Palm Bay, Fl…. I live about 10 miles inland on the east coast, as a crow flies, and don't have too much problem. Fans help in the summer time. As far as rust… I keep a beach towel on my table saw which keeps the moisture from building up on the table. It's a trick I learned years ago from my uncle. It really works. Jigs don't stay true forever so I don't get too extravagant with them. Tend to make them on the fly for the required task at hand rather than for the long term. It's probably more of a storage issue as space is limited in my garage/shop. The toughest issue I have is not dripping sweat on the wood!


----------



## Gary (Jul 24, 2006)

I just saw this thread; I live halfway between Gainesville and Ocala. That's pretty close to halfway between coasts too.
I have an unconditioned shop.
There are only a few days a year when it's really toooooo cold to work.
The heat is more difficult to deal with; several months of the year produce constant sweat.
How it will affect you is difficult to say because each of us has different tolerances. Fans help.
As to rust: I keep plywood or hardwood on the surface of my cast-iron tools when not in use and rust
has not been a problem.
My planes sit on wooden shelves; they're not rusting.

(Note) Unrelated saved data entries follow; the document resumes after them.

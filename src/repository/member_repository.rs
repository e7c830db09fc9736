use async_trait::async_trait;
use chrono::{DateTime, NaiveDateTime, Utc};
use sqlx::{FromRow, SqlitePool};
use uuid::Uuid;

use crate::{
    domain::{CreateMemberRequest, Member, MemberStatus},
    error::{AppError, Result},
    repository::MemberRepository,
};

#[derive(FromRow)]
struct MemberRow {
    id: String,
    gym_id: String,
    email: String,
    full_name: String,
    status: String,
    joined_at: NaiveDateTime,
    created_at: NaiveDateTime,
    updated_at: NaiveDateTime,
}

pub struct SqliteMemberRepository {
    pool: SqlitePool,
}

impl SqliteMemberRepository {
    pub fn new(pool: SqlitePool) -> Self {
        Self { pool }
    }

    fn row_to_member(row: MemberRow) -> Result<Member> {
        Ok(Member {
            id: Uuid::parse_str(&row.id).map_err(|e| AppError::Database(e.to_string()))?,
            gym_id: Uuid::parse_str(&row.gym_id).map_err(|e| AppError::Database(e.to_string()))?,
            email: row.email,
            full_name: row.full_name,
            status: Self::parse_member_status(&row.status)?,
            joined_at: DateTime::from_naive_utc_and_offset(row.joined_at, Utc),
            created_at: DateTime::from_naive_utc_and_offset(row.created_at, Utc),
            updated_at: DateTime::from_naive_utc_and_offset(row.updated_at, Utc),
        })
    }

    fn parse_member_status(s: &str) -> Result<MemberStatus> {
        match s {
            "Active" => Ok(MemberStatus::Active),
            "Inactive" => Ok(MemberStatus::Inactive),
            "Suspended" => Ok(MemberStatus::Suspended),
            _ => Err(AppError::Database(format!("Invalid member status: {}", s))),
        }
    }

    fn member_status_to_str(status: &MemberStatus) -> &'static str {
        match status {
            MemberStatus::Active => "Active",
            MemberStatus::Inactive => "Inactive",
            MemberStatus::Suspended => "Suspended",
        }
    }
}

#[async_trait]
impl MemberRepository for SqliteMemberRepository {
    async fn create(&self, request: CreateMemberRequest) -> Result<Member> {
        let id = Uuid::new_v4();
        let id_str = id.to_string();
        let now = Utc::now().naive_utc();

        sqlx::query(
            r#"
            INSERT INTO members (
                id, gym_id, email, full_name, status,
                joined_at, created_at, updated_at
            ) VALUES (?, ?, ?, ?, 'Active', ?, ?, ?)
            "#,
        )
        .bind(&id_str)
        .bind(request.gym_id.to_string())
        .bind(&request.email)
        .bind(&request.full_name)
        .bind(now)
        .bind(now)
        .bind(now)
        .execute(&self.pool)
        .await
        .map_err(|e| AppError::Database(e.to_string()))?;

        self.find_by_id(id)
            .await?
            .ok_or_else(|| AppError::Database("Failed to retrieve created member".to_string()))
    }

    async fn find_by_id(&self, id: Uuid) -> Result<Option<Member>> {
        let id_str = id.to_string();
        let row = sqlx::query_as::<_, MemberRow>(
            r#"
            SELECT id, gym_id, email, full_name, status,
                   joined_at, created_at, updated_at
            FROM members
            WHERE id = ?
            "#,
        )
        .bind(&id_str)
        .fetch_optional(&self.pool)
        .await
        .map_err(|e| AppError::Database(e.to_string()))?;

        match row {
            Some(r) => Ok(Some(Self::row_to_member(r)?)),
            None => Ok(None),
        }
    }

    async fn list_active(&self, gym_id: Uuid) -> Result<Vec<Member>> {
        let rows = sqlx::query_as::<_, MemberRow>(
            r#"
            SELECT id, gym_id, email, full_name, status,
                   joined_at, created_at, updated_at
            FROM members
            WHERE gym_id = ? AND status = 'Active'
            ORDER BY full_name ASC
            "#,
        )
        .bind(gym_id.to_string())
        .fetch_all(&self.pool)
        .await
        .map_err(|e| AppError::Database(e.to_string()))?;

        rows.into_iter().map(Self::row_to_member).collect()
    }

    async fn update_status(&self, id: Uuid, status: MemberStatus) -> Result<Member> {
        let id_str = id.to_string();
        let status_str = Self::member_status_to_str(&status);
        let now = Utc::now().naive_utc();

        sqlx::query("UPDATE members SET status = ?, updated_at = ? WHERE id = ?")
            .bind(status_str)
            .bind(now)
            .bind(&id_str)
            .execute(&self.pool)
            .await
            .map_err(|e| AppError::Database(e.to_string()))?;

        self.find_by_id(id)
            .await?
            .ok_or_else(|| AppError::NotFound("Member not found".to_string()))
    }
}
use async_trait::async_trait;
use chrono::{DateTime, NaiveDateTime, Utc};
use sqlx::{FromRow, SqlitePool};
use uuid::Uuid;

use crate::{
    domain::{Activity, CreateActivityRequest, CreateMembershipPlanRequest, MembershipPlan},
    error::{AppError, Result},
    repository::ActivityRepository,
};

#[derive(FromRow)]
struct ActivityRow {
    id: String,
    gym_id: String,
    name: String,
    price_cents: Option<i64>,
    cost_cents: Option<i64>,
    monthly_price_cents: Option<i64>,
    is_active: i32,
    created_at: NaiveDateTime,
    updated_at: NaiveDateTime,
}

#[derive(FromRow)]
struct PlanRow {
    id: String,
    gym_id: String,
    activity_id: String,
    name: String,
    cost_cents: i64,
    is_active: i32,
    created_at: NaiveDateTime,
    updated_at: NaiveDateTime,
}

pub struct SqliteActivityRepository {
    pool: SqlitePool,
}

impl SqliteActivityRepository {
    pub fn new(pool: SqlitePool) -> Self {
        Self { pool }
    }

    fn row_to_activity(row: ActivityRow) -> Result<Activity> {
        Ok(Activity {
            id: Uuid::parse_str(&row.id).map_err(|e| AppError::Database(e.to_string()))?,
            gym_id: Uuid::parse_str(&row.gym_id).map_err(|e| AppError::Database(e.to_string()))?,
            name: row.name,
            price_cents: row.price_cents,
            cost_cents: row.cost_cents,
            monthly_price_cents: row.monthly_price_cents,
            is_active: row.is_active != 0,
            created_at: DateTime::from_naive_utc_and_offset(row.created_at, Utc),
            updated_at: DateTime::from_naive_utc_and_offset(row.updated_at, Utc),
        })
    }

    fn row_to_plan(row: PlanRow) -> Result<MembershipPlan> {
        Ok(MembershipPlan {
            id: Uuid::parse_str(&row.id).map_err(|e| AppError::Database(e.to_string()))?,
            gym_id: Uuid::parse_str(&row.gym_id).map_err(|e| AppError::Database(e.to_string()))?,
            activity_id: Uuid::parse_str(&row.activity_id)
                .map_err(|e| AppError::Database(e.to_string()))?,
            name: row.name,
            cost_cents: row.cost_cents,
            is_active: row.is_active != 0,
            created_at: DateTime::from_naive_utc_and_offset(row.created_at, Utc),
            updated_at: DateTime::from_naive_utc_and_offset(row.updated_at, Utc),
        })
    }
}

#[async_trait]
impl ActivityRepository for SqliteActivityRepository {
    async fn create(&self, request: CreateActivityRequest) -> Result<Activity> {
        let id = Uuid::new_v4();
        let id_str = id.to_string();
        let now = Utc::now().naive_utc();

        sqlx::query(
            r#"
            INSERT INTO activities (
                id, gym_id, name, price_cents, cost_cents, monthly_price_cents,
                is_active, created_at, updated_at
            ) VALUES (?, ?, ?, ?, ?, ?, 1, ?, ?)
            "#,
        )
        .bind(&id_str)
        .bind(request.gym_id.to_string())
        .bind(&request.name)
        .bind(request.price_cents)
        .bind(request.cost_cents)
        .bind(request.monthly_price_cents)
        .bind(now)
        .bind(now)
        .execute(&self.pool)
        .await
        .map_err(|e| AppError::Database(e.to_string()))?;

        self.find_by_id(request.gym_id, id)
            .await?
            .ok_or_else(|| AppError::Database("Failed to retrieve created activity".to_string()))
    }

    async fn find_by_id(&self, gym_id: Uuid, id: Uuid) -> Result<Option<Activity>> {
        let row = sqlx::query_as::<_, ActivityRow>(
            r#"
            SELECT id, gym_id, name, price_cents, cost_cents, monthly_price_cents,
                   is_active, created_at, updated_at
            FROM activities
            WHERE gym_id = ? AND id = ?
            "#,
        )
        .bind(gym_id.to_string())
        .bind(id.to_string())
        .fetch_optional(&self.pool)
        .await
        .map_err(|e| AppError::Database(e.to_string()))?;

        match row {
            Some(r) => Ok(Some(Self::row_to_activity(r)?)),
            None => Ok(None),
        }
    }

    async fn create_plan(&self, request: CreateMembershipPlanRequest) -> Result<MembershipPlan> {
        let id = Uuid::new_v4();
        let id_str = id.to_string();
        let now = Utc::now().naive_utc();

        sqlx::query(
            r#"
            INSERT INTO membership_plans (
                id, gym_id, activity_id, name, cost_cents,
                is_active, created_at, updated_at
            ) VALUES (?, ?, ?, ?, ?, 1, ?, ?)
            "#,
        )
        .bind(&id_str)
        .bind(request.gym_id.to_string())
        .bind(request.activity_id.to_string())
        .bind(&request.name)
        .bind(request.cost_cents)
        .bind(now)
        .bind(now)
        .execute(&self.pool)
        .await
        .map_err(|e| AppError::Database(e.to_string()))?;

        let row = sqlx::query_as::<_, PlanRow>(
            r#"
            SELECT id, gym_id, activity_id, name, cost_cents,
                   is_active, created_at, updated_at
            FROM membership_plans
            WHERE id = ?
            "#,
        )
        .bind(&id_str)
        .fetch_optional(&self.pool)
        .await
        .map_err(|e| AppError::Database(e.to_string()))?;

        match row {
            Some(r) => Self::row_to_plan(r),
            None => Err(AppError::Database(
                "Failed to retrieve created membership plan".to_string(),
            )),
        }
    }

    async fn active_plan_for_activity(
        &self,
        gym_id: Uuid,
        activity_id: Uuid,
    ) -> Result<Option<MembershipPlan>> {
        let row = sqlx::query_as::<_, PlanRow>(
            r#"
            SELECT id, gym_id, activity_id, name, cost_cents,
                   is_active, created_at, updated_at
            FROM membership_plans
            WHERE gym_id = ? AND activity_id = ? AND is_active = 1
            LIMIT 1
            "#,
        )
        .bind(gym_id.to_string())
        .bind(activity_id.to_string())
        .fetch_optional(&self.pool)
        .await
        .map_err(|e| AppError::Database(e.to_string()))?;

        match row {
            Some(r) => Ok(Some(Self::row_to_plan(r)?)),
            None => Ok(None),
        }
    }
}
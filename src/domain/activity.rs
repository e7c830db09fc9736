use chrono::{DateTime, Utc};
use serde::{Deserialize, Serialize};
use uuid::Uuid;

/// An activity offered by a gym (spinning, crossfit, ...). Pricing is spread
/// over three optional columns because historical imports filled different
/// ones; `current_price` checks them in priority order.
#[derive(Debug, Clone, Serialize, Deserialize, sqlx::FromRow)]
pub struct Activity {
    pub id: Uuid,
    pub gym_id: Uuid,
    pub name: String,
    pub price_cents: Option<i64>,
    pub cost_cents: Option<i64>,
    pub monthly_price_cents: Option<i64>,
    pub is_active: bool,
    pub created_at: DateTime<Utc>,
    pub updated_at: DateTime<Utc>,
}

impl Activity {
    /// First positive price among the known price columns, if any.
    pub fn current_price(&self) -> Option<i64> {
        [self.price_cents, self.cost_cents, self.monthly_price_cents]
            .into_iter()
            .flatten()
            .find(|p| *p > 0)
    }
}

/// Fallback pricing source when the activity record itself carries no price.
#[derive(Debug, Clone, Serialize, Deserialize, sqlx::FromRow)]
pub struct MembershipPlan {
    pub id: Uuid,
    pub gym_id: Uuid,
    pub activity_id: Uuid,
    pub name: String,
    pub cost_cents: i64,
    pub is_active: bool,
    pub created_at: DateTime<Utc>,
    pub updated_at: DateTime<Utc>,
}

#[derive(Debug, Clone, Serialize, Deserialize)]
pub struct CreateActivityRequest {
    pub gym_id: Uuid,
    pub name: String,
    pub price_cents: Option<i64>,
    pub cost_cents: Option<i64>,
    pub monthly_price_cents: Option<i64>,
}

#[derive(Debug, Clone, Serialize, Deserialize)]
pub struct CreateMembershipPlanRequest {
    pub gym_id: Uuid,
    pub activity_id: Uuid,
    pub name: String,
    pub cost_cents: i64,
}
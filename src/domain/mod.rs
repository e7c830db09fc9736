pub mod member;
pub mod activity;
pub mod membership;
pub mod payment;
pub mod renewal;

pub use member::*;
pub use activity::*;
pub use membership::*;
pub use payment::*;
pub use renewal::*;
use serde::{Deserialize, Serialize};
use std::fmt;
use uuid::Uuid;

/// Непрозрачный идентификатор участника звонка.
///
/// Сравнение лексикографическое: на нём построен выбор стороны,
/// которая делает offer при одновременном согласовании.
#[derive(Debug, Serialize, Deserialize, Clone, Hash, Eq, PartialEq, Ord, PartialOrd)]
#[serde(transparent)]
pub struct ParticipantId(pub String);

impl ParticipantId {
    pub fn new() -> Self {
        Self(Uuid::new_v4().to_string())
    }

    pub fn as_str(&self) -> &str {
        &self.0
    }
}

impl Default for ParticipantId {
    fn default() -> Self {
        Self::new()
    }
}

impl From<&str> for ParticipantId {
    fn from(s: &str) -> Self {
        Self(s.to_owned())
    }
}

impl From<String> for ParticipantId {
    fn from(s: String) -> Self {
        Self(s)
    }
}

impl fmt::Display for ParticipantId {
    fn fmt(&self, f: &mut fmt::Formatter<'_>) -> fmt::Result {
        write!(f, "{}", self.0)
    }
}

/// Состояние медиа участника, которое видят остальные.
#[derive(Debug, Clone, Copy, PartialEq, Eq, Serialize, Deserialize)]
pub struct MediaFlags {
    pub muted: bool,
    pub video_enabled: bool,
    pub screen_sharing: bool,
}

impl Default for MediaFlags {
    fn default() -> Self {
        Self {
            muted: false,
            video_enabled: true,
            screen_sharing: false,
        }
    }
}

/// Оценка качества связи. Порядок вариантов значим: чем дальше, тем хуже.
#[derive(Debug, Clone, Copy, PartialEq, Eq, PartialOrd, Ord, Hash, Serialize, Deserialize)]
#[serde(rename_all = "lowercase")]
pub enum ConnectionQuality {
    Connecting,
    Excellent,
    Good,
    Poor,
    Bad,
}

/// Состояние медиасоединения с удалённым участником.
#[derive(Debug, Clone, Copy, PartialEq, Eq, Serialize, Deserialize)]
#[serde(rename_all = "lowercase")]
pub enum ConnectionState {
    New,
    Connecting,
    Connected,
    Reconnecting,
    Failed,
    Closed,
}

#[derive(Debug, Clone, PartialEq)]
pub struct Participant {
    pub id: ParticipantId,
    pub display_name: String,
    pub is_local: bool,
    pub media: MediaFlags,
    pub connection_state: ConnectionState,
    pub quality: ConnectionQuality,
}

impl Participant {
    pub fn local(id: ParticipantId, display_name: impl Into<String>) -> Self {
        Self {
            id,
            display_name: display_name.into(),
            is_local: true,
            media: MediaFlags::default(),
            connection_state: ConnectionState::Connecting,
            quality: ConnectionQuality::Connecting,
        }
    }

    pub fn remote(id: ParticipantId, display_name: impl Into<String>) -> Self {
        Self {
            id,
            display_name: display_name.into(),
            is_local: false,
            media: MediaFlags::default(),
            connection_state: ConnectionState::New,
            quality: ConnectionQuality::Connecting,
        }
    }
}

/// Запись об участнике в `participants_list`.
#[derive(Debug, Clone, PartialEq, Serialize, Deserialize)]
pub struct ParticipantInfo {
    pub user_id: ParticipantId,
    pub user_name: String,
    #[serde(default, skip_serializing_if = "Option::is_none")]
    pub joined_at: Option<String>,
    #[serde(default)]
    pub is_audio_muted: bool,
    #[serde(default = "default_true")]
    pub is_video_enabled: bool,
    #[serde(default)]
    pub is_screen_sharing: bool,
    #[serde(default, skip_serializing_if = "Option::is_none")]
    pub role: Option<String>,
}

fn default_true() -> bool {
    true
}

impl ParticipantInfo {
    pub fn new(user_id: ParticipantId, user_name: impl Into<String>) -> Self {
        Self {
            user_id,
            user_name: user_name.into(),
            joined_at: None,
            is_audio_muted: false,
            is_video_enabled: true,
            is_screen_sharing: false,
            role: None,
        }
    }

    pub fn media_flags(&self) -> MediaFlags {
        MediaFlags {
            muted: self.is_audio_muted,
            video_enabled: self.is_video_enabled,
            screen_sharing: self.is_screen_sharing,
        }
    }
}
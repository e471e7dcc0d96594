use crate::hub::HubState;
use crate::room::{JoinOutcome, RoomCommand};
use axum::extract::ws::{CloseFrame, Message, WebSocket};
use axum::extract::{Path, Query, State, WebSocketUpgrade};
use axum::response::IntoResponse;
use confer_core::{ParticipantId, SignalMessage};
use futures::{SinkExt, StreamExt};
use serde::Deserialize;
use tokio::sync::{mpsc, oneshot};
use tracing::{debug, error, info, warn};

/// Код закрытия при отказе во входе ("try again later").
pub const ROOM_FULL_CLOSE_CODE: u16 = 1013;

const JOIN_ATTEMPTS: usize = 3;

#[derive(Debug, Deserialize)]
pub struct WsParams {
    pub user_id: Option<String>,
    pub user_name: Option<String>,
}

pub async fn ws_handler(
    ws: WebSocketUpgrade,
    Path(room_id): Path<String>,
    Query(params): Query<WsParams>,
    State(state): State<HubState>,
) -> impl IntoResponse {
    let participant = params
        .user_id
        .filter(|id| !id.is_empty())
        .map(ParticipantId::from)
        .unwrap_or_default();
    let user_name = params
        .user_name
        .map(|name| name.trim().to_owned())
        .filter(|name| !name.is_empty())
        .unwrap_or_else(|| format!("User {}", participant));

    ws.on_upgrade(move |socket| handle_socket(socket, room_id, participant, user_name, state))
}

async fn handle_socket(
    socket: WebSocket,
    room_id: String,
    participant: ParticipantId,
    user_name: String,
    state: HubState,
) {
    info!("New WebSocket connection: {} in room {}", participant, room_id);

    let conn_id = state.signaling.next_conn_id();
    let (mut sender, mut receiver) = socket.split();
    let (tx, mut rx) = mpsc::unbounded_channel();

    state.signaling.add_peer(participant.clone(), conn_id, tx.clone());

    let mut send_task = tokio::spawn(async move {
        while let Some(msg) = rx.recv().await {
            let closing = matches!(msg, Message::Close(_));
            if sender.send(msg).await.is_err() || closing {
                break;
            }
        }
    });

    let room_tx = match join_room(&state, &room_id, &participant, user_name, conn_id).await {
        Ok(room_tx) => room_tx,
        Err(reason) => {
            reject(&tx, reason);
            drop(tx);

            let _ = send_task.await;
            state.signaling.remove_peer(&participant, conn_id);
            info!("WebSocket rejected: {} ({})", participant, reason);
            return;
        }
    };

    let mut recv_task = tokio::spawn({
        let participant = participant.clone();
        let room_tx = room_tx.clone();

        async move {
            while let Some(Ok(msg)) = receiver.next().await {
                match msg {
                    Message::Text(text) => match serde_json::from_str::<SignalMessage>(&text) {
                        Ok(SignalMessage::Ping) => {
                            if let Ok(json) = serde_json::to_string(&SignalMessage::Pong) {
                                let _ = tx.send(Message::Text(json.into()));
                            }
                        }
                        Ok(msg) => {
                            let Some(cmd) = into_command(&participant, msg) else {
                                continue;
                            };
                            if let Err(e) = room_tx.send(cmd).await {
                                error!("Room died: {}", e);
                                break;
                            }
                        }
                        Err(e) => warn!("Invalid SignalMessage from {}: {}", participant, e),
                    },
                    Message::Close(_) => break,
                    _ => {}
                }
            }
        }
    });

    tokio::select! {
        _ = (&mut send_task) => recv_task.abort(),
        _ = (&mut recv_task) => send_task.abort(),
    };

    let _ = room_tx
        .send(RoomCommand::Leave {
            participant: participant.clone(),
            conn_id,
        })
        .await;
    state.signaling.remove_peer(&participant, conn_id);
    info!("WebSocket disconnected: {}", participant);
}

/// Отказ: `error` с причиной и закрытие с кодом 1013.
fn reject(tx: &mpsc::UnboundedSender<Message>, reason: &'static str) {
    let rejection = SignalMessage::Error {
        message: reason.to_owned(),
    };
    if let Ok(json) = serde_json::to_string(&rejection) {
        let _ = tx.send(Message::Text(json.into()));
    }
    let _ = tx.send(Message::Close(Some(CloseFrame {
        code: ROOM_FULL_CLOSE_CODE,
        reason: reason.into(),
    })));
}

async fn join_room(
    state: &HubState,
    room_id: &str,
    participant: &ParticipantId,
    user_name: String,
    conn_id: u64,
) -> Result<mpsc::Sender<RoomCommand>, &'static str> {
    for _ in 0..JOIN_ATTEMPTS {
        let room_tx = state.rooms.get_room_sender(room_id);
        let (reply, outcome) = oneshot::channel();
        let cmd = RoomCommand::Join {
            participant: participant.clone(),
            user_name: user_name.clone(),
            conn_id,
            reply,
        };
        if room_tx.send(cmd).await.is_err() {
            debug!("Room {} closed before join, retrying", room_id);
            continue;
        }

        match outcome.await {
            Ok(JoinOutcome::Admitted) => return Ok(room_tx),
            Ok(JoinOutcome::RoomFull) => return Err("Room is full"),
            Ok(JoinOutcome::RoomClosed) | Err(_) => {
                debug!("Room {} closed during join, retrying", room_id);
            }
        }
    }

    error!("Could not join room {} after {} attempts", room_id, JOIN_ATTEMPTS);
    Err("Room unavailable")
}

/// Сообщения клиента, которые обрабатывает комната. Серверные типы отбрасываются.
fn into_command(from: &ParticipantId, msg: SignalMessage) -> Option<RoomCommand> {
    let from = from.clone();
    let cmd = match msg {
        SignalMessage::UserInfo { user_name } => RoomCommand::UserInfo { from, user_name },
        SignalMessage::GetParticipants => RoomCommand::GetParticipants { from },
        SignalMessage::WebRtcSignal {
            signal,
            target_user_id,
            ..
        } => RoomCommand::Signal {
            from,
            signal,
            target: target_user_id,
        },
        SignalMessage::UserAction { action, value, .. } => RoomCommand::Action { from, action, value },
        SignalMessage::ChatMessage { message, .. } => RoomCommand::Chat { from, message },
        other => {
            warn!("Unexpected {} from {}", other.kind(), from);
            return None;
        }
    };
    Some(cmd)
}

Having said it can be done: IF you can afford to condition your shop, do it.
Good luck.


----------



## jonasramus (Apr 3, 2010)

I live in Deltona, about halfway between Orlando and Daytona. I also work in a garage shop without any climate control. Generally speaking my tools stay rust free, although I do liberally clean and wax my cast iron surfaces about 4 times per year.

To be honest, I have had more humidity problems with wood movement and with finishing than with rusting my tools. Bringing a project into an airconditioned house that was built in 90% humidity always makes me nervous, and paints and finishes sure do seem to take longer to cure in the garage than in the house.

Otherwise, I would say Florida has been good for my woodworking. (I used to live in Chicago.) It has become nearly a year round hobby. There are only a few weeks in January when it is too cold to work in the shop, six or eight months when its perfect, and 3ish months when its so damn hot that I can hardly stand to be out there (but normally do it anyway).


----------



## Camper (Jul 31, 2010)

Live in Tampa FL. No big problems with tools, wood and materials. Heat is pretty brutal for a couple of months but a fan helps, the most annoying part is sweat dripping from your forehead onto your work piece…worse if you do not have hair like me….

I sometimes will wheel tools out to the driveway and get a good half a day of work in on weekends while it is shaded (depends on the trees and your houses orientation and neighbors…I got lucky). But as soon as you see the clouds in the late afternoon, pack it in otherwise your tools may be drenched before you know it…


----------